Environmentalist Hunter Lovins is just as much to blame. She, like others, thinks that there is an economic case for climate change, but fails to look at the currency system we have and fails to look at the tax system we have. Gosh when she visited New Zealand a couple of years ago I gave her a copy of my book but she can’t have read it or she would understand that if you allow the creation of the country’s currency as interest bearing debt then you have a growth imperative built in to the whole system.

Now calm down Deirdre. Why should an environmentalist be interested in examining why there are flaws in the economic system we assume to be the only one?

Actually there is more to think about than the currency system.
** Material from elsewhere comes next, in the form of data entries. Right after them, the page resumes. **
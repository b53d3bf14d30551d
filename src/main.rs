use blog_guard::{
    AppState, InMemoryAccountRepository, PostgresAccountRepository, RepositoryState,
    TracingAuditSink,
    config::{AppConfig, Env},
};
use sqlx::postgres::PgPoolOptions;
use std::sync::Arc;
use tracing_subscriber::{layer::SubscriberExt, util::SubscriberInitExt};

/// main
///
/// Initializes configuration, logging and the account store, then runs the first-run
/// account bootstrap and reports the active security settings.
#[tokio::main]
async fn main() {
    // 1. Configuration (fail-fast)
    dotenv::dotenv().ok();
    let config = AppConfig::load();

    // 2. Logging
    let env_filter = tracing_subscriber::EnvFilter::try_from_default_env()
        .unwrap_or_else(|_| "blog_guard=debug,audit=info,sqlx=warn".into());

    match config.env {
        Env::Local => {
            tracing_subscriber::registry()
                .with(env_filter)
                .with(tracing_subscriber::fmt::layer().pretty())
                .init();
        }
        Env::Production => {
            tracing_subscriber::registry()
                .with(env_filter)
                .with(tracing_subscriber::fmt::layer().json())
                .init();
        }
    }

    tracing::info!("Starting in {:?} mode", config.env);

    // 3. Account store
    let repo: RepositoryState = match &config.db_url {
        Some(db_url) => {
            let pool = PgPoolOptions::new()
                .max_connections(5)
                .connect(db_url)
                .await
                .expect("FATAL: Failed to connect to Postgres. Check DATABASE_URL.");

            sqlx::migrate!("./migrations")
                .run(&pool)
                .await
                .expect("FATAL: Failed to run database migrations.");

            Arc::new(PostgresAccountRepository::new(pool))
        }
        None => {
            tracing::warn!("DATABASE_URL not set, using the in-memory account store");
            Arc::new(InMemoryAccountRepository::new())
        }
    };

    // 4. State assembly
    let state = AppState::new(config, repo, Arc::new(TracingAuditSink));

    match state.bootstrap().await {
        Ok(Some(id)) => tracing::info!(account_id = %id, "default account created"),
        Ok(None) => {}
        Err(e) => {
            tracing::error!("default account bootstrap failed: {}", e);
            std::process::exit(1);
        }
    }

    match state.accounts.count().await {
        Ok(count) => tracing::info!("{} local account(s) present", count),
        Err(e) => tracing::error!("could not count accounts: {}", e),
    }

    tracing::info!(
        hash_scheme = state.accounts.hash_scheme(),
        private_ranges = %state.links.policy(),
        "security core ready"
    );
}
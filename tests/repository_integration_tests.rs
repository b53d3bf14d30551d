//! Postgres adapter tests. They need a reachable database:
//! `DATABASE_URL=postgres://... cargo test -- --ignored`

use blog_guard::{
    AccountRepository, PostgresAccountRepository, StoreError, models::LocalAccount,
};
use chrono::Utc;
use sqlx::PgPool;
use uuid::Uuid;

// --- Test Context and Setup ---

/// A simple structure to hold the database pool for testing
struct DbTestContext {
    pool: PgPool,
}

impl DbTestContext {
    async fn setup() -> Self {
        dotenv::dotenv().ok();

        let db_url = std::env::var("DATABASE_URL")
            .expect("DATABASE_URL must be set to run integration tests");

        let pool = PgPool::connect(&db_url)
            .await
            .expect("Failed to connect to database for integration tests.");

        sqlx::migrate!("./migrations")
            .run(&pool)
            .await
            .expect("Failed to run database migrations.");

        DbTestContext { pool }
    }

    fn repository(&self) -> PostgresAccountRepository {
        PostgresAccountRepository::new(self.pool.clone())
    }
}

// --- Test Data Helpers ---

/// Unique username per test run so tests do not trip over each other's rows.
fn test_account() -> LocalAccount {
    let id = Uuid::new_v4();
    LocalAccount::new(id, format!("user_{}", id.simple()), "hash".to_string())
}

// --- Tests ---

#[tokio::test]
#[ignore = "requires DATABASE_URL"]
async fn test_add_then_lookup_by_id_and_username() {
    let ctx = DbTestContext::setup().await;
    let repo = ctx.repository();
    let account = test_account();

    repo.add(account.clone()).await.unwrap();

    let by_id = repo.get_by_id(account.id).await.unwrap().unwrap();
    assert_eq!(by_id.username, account.username);
    assert_eq!(by_id.password_hash, "hash");

    let by_name = repo.find_by_username(&account.username).await.unwrap().unwrap();
    assert_eq!(by_name.id, account.id);

    let upper = account.username.to_uppercase();
    assert!(repo.find_by_username(&upper).await.unwrap().is_none());
}

#[tokio::test]
#[ignore = "requires DATABASE_URL"]
async fn test_duplicate_username_maps_to_store_error() {
    let ctx = DbTestContext::setup().await;
    let repo = ctx.repository();
    let account = test_account();
    repo.add(account.clone()).await.unwrap();

    let mut twin = test_account();
    twin.username = account.username.clone();

    assert!(matches!(repo.add(twin).await, Err(StoreError::Duplicate(_))));
}

#[tokio::test]
#[ignore = "requires DATABASE_URL"]
async fn test_update_overwrites_login_fields() {
    let ctx = DbTestContext::setup().await;
    let repo = ctx.repository();
    let mut account = test_account();
    repo.add(account.clone()).await.unwrap();

    account.last_login_ip = Some("203.0.113.5".to_string());
    account.last_login_at_utc = Some(Utc::now());
    account.password_hash = "rehashed".to_string();
    repo.update(account.clone()).await.unwrap();

    let stored = repo.get_by_id(account.id).await.unwrap().unwrap();
    assert_eq!(stored.last_login_ip.as_deref(), Some("203.0.113.5"));
    assert!(stored.last_login_at_utc.is_some());
    assert_eq!(stored.password_hash, "rehashed");
    assert!(repo.count().await.unwrap() >= 1);
}
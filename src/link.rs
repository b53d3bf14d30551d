use std::net::{IpAddr, Ipv4Addr};
use thiserror::Error;
use url::{Host, Url};

/// Returned for every link that is rejected. Renders as a harmless same-page anchor.
pub const REJECTED_LINK: &str = "#";

#[derive(Debug, Error, PartialEq, Eq)]
#[error("invalid IPv4 CIDR block '{0}'")]
pub struct InvalidCidr(pub String);

/// Ipv4Block
///
/// An IPv4 network in CIDR form, e.g. `172.16.0.0/12`.
#[derive(Debug, Clone, Copy, PartialEq, Eq)]
pub struct Ipv4Block {
    network: Ipv4Addr,
    prefix: u8,
}

impl Ipv4Block {
    pub const fn new(network: Ipv4Addr, prefix: u8) -> Self {
        Self { network, prefix }
    }

    fn mask(&self) -> u32 {
        match self.prefix {
            0 => 0,
            p => u32::MAX << (32 - u32::from(p.min(32))),
        }
    }

    pub fn contains(&self, ip: Ipv4Addr) -> bool {
        let mask = self.mask();
        u32::from(ip) & mask == u32::from(self.network) & mask
    }
}

impl std::str::FromStr for Ipv4Block {
    type Err = InvalidCidr;

    fn from_str(s: &str) -> Result<Self, Self::Err> {
        let s = s.trim();
        let invalid = || InvalidCidr(s.to_string());
        let (addr, prefix) = s.split_once('/').ok_or_else(invalid)?;
        let network: Ipv4Addr = addr.parse().map_err(|_| invalid())?;
        let prefix: u8 = prefix.parse().map_err(|_| invalid())?;
        if prefix > 32 {
            return Err(invalid());
        }
        Ok(Self { network, prefix })
    }
}

impl std::fmt::Display for Ipv4Block {
    fn fmt(&self, f: &mut std::fmt::Formatter<'_>) -> std::fmt::Result {
        write!(f, "{}/{}", self.network, self.prefix)
    }
}

/// PrivateNetworkPolicy
///
/// The set of IPv4 ranges a link may not point into. Defaults to the RFC 1918 blocks.
#[derive(Debug, Clone, PartialEq, Eq)]
pub struct PrivateNetworkPolicy {
    blocks: Vec<Ipv4Block>,
}

impl Default for PrivateNetworkPolicy {
    fn default() -> Self {
        Self {
            blocks: vec![
                Ipv4Block::new(Ipv4Addr::new(10, 0, 0, 0), 8),
                Ipv4Block::new(Ipv4Addr::new(172, 16, 0, 0), 12),
                Ipv4Block::new(Ipv4Addr::new(192, 168, 0, 0), 16),
            ],
        }
    }
}

impl PrivateNetworkPolicy {
    pub fn new(blocks: Vec<Ipv4Block>) -> Self {
        Self { blocks }
    }

    /// Parses a comma-separated list such as `"10.0.0.0/8, 192.168.0.0/16"`.
    /// Empty entries are skipped; an empty list yields a policy with no ranges.
    pub fn parse(list: &str) -> Result<Self, InvalidCidr> {
        let blocks = list
            .split(',')
            .filter(|entry| !entry.trim().is_empty())
            .map(str::parse)
            .collect::<Result<Vec<_>, _>>()?;
        Ok(Self { blocks })
    }

    pub fn blocks(&self) -> &[Ipv4Block] {
        &self.blocks
    }

    pub fn is_private(&self, ip: Ipv4Addr) -> bool {
        self.blocks.iter().any(|b| b.contains(ip))
    }
}

impl std::fmt::Display for PrivateNetworkPolicy {
    fn fmt(&self, f: &mut std::fmt::Formatter<'_>) -> std::fmt::Result {
        let blocks: Vec<String> = self.blocks.iter().map(ToString::to_string).collect();
        f.write_str(&blocks.join(","))
    }
}

/// LinkSterilizer
///
/// Screens operator-entered navigation links before they are persisted and rendered.
///
/// Rules, first match wins:
/// 1. blank input is rejected;
/// 2. anything that is not an absolute http(s) URL is accepted only as a root-relative
///    path: `/` itself, or `/x...` where `x` is neither `/` nor `\`;
/// 3. absolute URLs pointing at a loopback host or into a private IPv4 range are
///    rejected, all others are returned untouched.
///
/// Rejections yield `REJECTED_LINK`; the function never fails.
#[derive(Debug, Clone, Default)]
pub struct LinkSterilizer {
    policy: PrivateNetworkPolicy,
}

impl LinkSterilizer {
    pub fn new(policy: PrivateNetworkPolicy) -> Self {
        Self { policy }
    }

    pub fn policy(&self) -> &PrivateNetworkPolicy {
        &self.policy
    }

    pub fn sterilize(&self, raw_url: &str) -> String {
        if raw_url.trim().is_empty() {
            return REJECTED_LINK.to_string();
        }

        let Some(url) = parse_web_url(raw_url) else {
            if is_root_relative(raw_url) {
                return raw_url.to_string();
            }
            tracing::debug!("rejected link '{}': not a URL or root-relative path", raw_url);
            return REJECTED_LINK.to_string();
        };

        if let Some(reason) = self.unsafe_host(&url) {
            tracing::debug!("rejected link '{}': {}", raw_url, reason);
            return REJECTED_LINK.to_string();
        }

        raw_url.to_string()
    }

    fn unsafe_host(&self, url: &Url) -> Option<&'static str> {
        let ip = match url.host()? {
            Host::Domain(domain) => {
                if domain.trim_end_matches('.').eq_ignore_ascii_case("localhost") {
                    return Some("loopback host");
                }
                return None;
            }
            Host::Ipv4(v4) => IpAddr::V4(v4),
            // IPv4-mapped IPv6 addresses are judged as the IPv4 address they carry.
            Host::Ipv6(v6) => match v6.to_ipv4_mapped() {
                Some(v4) => IpAddr::V4(v4),
                None => IpAddr::V6(v6),
            },
        };

        if ip.is_loopback() {
            return Some("loopback address");
        }
        match ip {
            IpAddr::V4(v4) if self.policy.is_private(v4) => Some("private network address"),
            _ => None,
        }
    }
}

/// Sterilizes with the default RFC 1918 policy.
pub fn sterilize_link(raw_url: &str) -> String {
    LinkSterilizer::default().sterilize(raw_url)
}

// Only absolute http/https URLs count as URLs; `javascript:`, `data:` and friends do not.
fn parse_web_url(raw: &str) -> Option<Url> {
    let url = Url::parse(raw).ok()?;
    matches!(url.scheme(), "http" | "https").then_some(url)
}

fn is_root_relative(raw: &str) -> bool {
    let mut chars = raw.chars();
    match (chars.next(), chars.next()) {
        (Some('/'), None) => true,
        (Some('/'), Some(second)) => second != '/' && second != '\\',
        _ => false,
    }
}
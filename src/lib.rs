// --- Module Structure ---

// Core security components.
pub mod accounts;
pub mod audit;
pub mod hasher;
pub mod link;

// Collaborators, data and ambient concerns.
pub mod config;
pub mod error;
pub mod menu;
pub mod models;
pub mod repository;

// --- Public Re-exports ---

pub use accounts::LocalAccountService;
pub use audit::{AuditSink, AuditState, MemoryAuditSink, TracingAuditSink};
pub use config::AppConfig;
pub use error::{AccountError, HashError, StoreError};
pub use hasher::{Argon2Hasher, CredentialHasher, HashScheme, LegacySha256Hasher};
pub use link::{LinkSterilizer, PrivateNetworkPolicy, REJECTED_LINK, sterilize_link};
pub use repository::{
    AccountRepository, InMemoryAccountRepository, PostgresAccountRepository, RepositoryState,
};

/// AppState
///
/// The single container for everything the rest of the blog needs from this crate:
/// the account service and the link sterilizer, both wired from one `AppConfig`.
/// Cheap to clone; all inner services are behind `Arc`.
#[derive(Clone)]
pub struct AppState {
    pub accounts: LocalAccountService,
    pub links: LinkSterilizer,
    pub config: AppConfig,
}

impl AppState {
    /// Assembles the state from already-initialized collaborators. The hasher and the
    /// link policy come from `config`.
    pub fn new(config: AppConfig, repo: RepositoryState, audit: AuditState) -> Self {
        let accounts = LocalAccountService::new(repo, audit, config.hash_scheme.build());
        let links = LinkSterilizer::new(config.link_policy.clone());
        Self {
            accounts,
            links,
            config,
        }
    }

    /// bootstrap
    ///
    /// Creates the configured default account when the store is empty.
    pub async fn bootstrap(&self) -> Result<Option<uuid::Uuid>, AccountError> {
        self.accounts
            .ensure_default_account(
                &self.config.default_admin_username,
                &self.config.default_admin_password,
            )
            .await
    }
}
You also have to design a thriving low carbon economy as well and you can’t do this without addressing the fundamental change necessary to turn the tax system on its head. It is time to stop taxing labour and sales and start taxing the use of the commons. A post carbon economy will have a flowing currency, but not flowing into the overuse of natural resources. Those avenues have to be blocked. And it can’t flow into housing bubbles either. That is a no-brainer.

That is why my first e-book is going to be about climate change. Its about how currency and tax reform can save us from global warming. I am writing it now, well actually I’m researching for it now. We need a land-backed currency introduced in every single country. Comments like those from the UK Chancellor, George Osborne, after Doha in 2011 “We are not going to save the planet by putting our country out of business” are going to be a thing of the past.

As resourceful human beings, if we are clever enough to have google glass this year, we are also clever enough to start redesigning the political economy so we have both a thriving low carbon economy and we halt the death rush to a burning planet and death from drowning, starvation or drought. We can do both. We must do both. We will do both.

New Paradigm economics for jobs in a post fossil fuel economy

I have uploaded a revised version of the slideshow on new paradigm economics. This is similar to the first one, yet addresses the question of how you get a financial incentive built in to an opt in scheme. It also comes after realisation that an opt in scheme will need to operate under current law. Homeowners will negotiate a land fee payable to government and agree under contract law. We no longer talk of leasehold land, though it is rather similar. This one suggests we burden the title with a covenant while the title remains with the property owner.

The other change is that we are not referring to Zeals but are talking about a tradeable tax credit. We don’t use the term land rental or land rent much, but talk about a land fee or land rates. These terms indicate more accurately that the fee is payable in exchange for the value provided by society in the services to the site.

We have also returned to the idea we had in the first place, that of mortgage relief. If the government pays for the land and effectively takes land out of the market, then the homeowner’s interest payments to the bank reduce while they have some precious new currency to spend. It naturally flows towards productive enterprise or the relief of more private debt e.g. student loans. So it is an ideal policy for first home buyers.

Since posting it, I have realised only one more thing. The land fee will rise or fall depending on the zoning of the land.

Slideshow on the Post Fossil Fuel Economy – Jobs, leisure and innovation

The new slideshow is at http://www.slideshare.net/deirdrekent/steady-state-economy-jobs-for-a-postgrowth-economy. It addresses many of the questions our members have been asking and hopefully makes it easier to understand. There are presenter notes with most slides.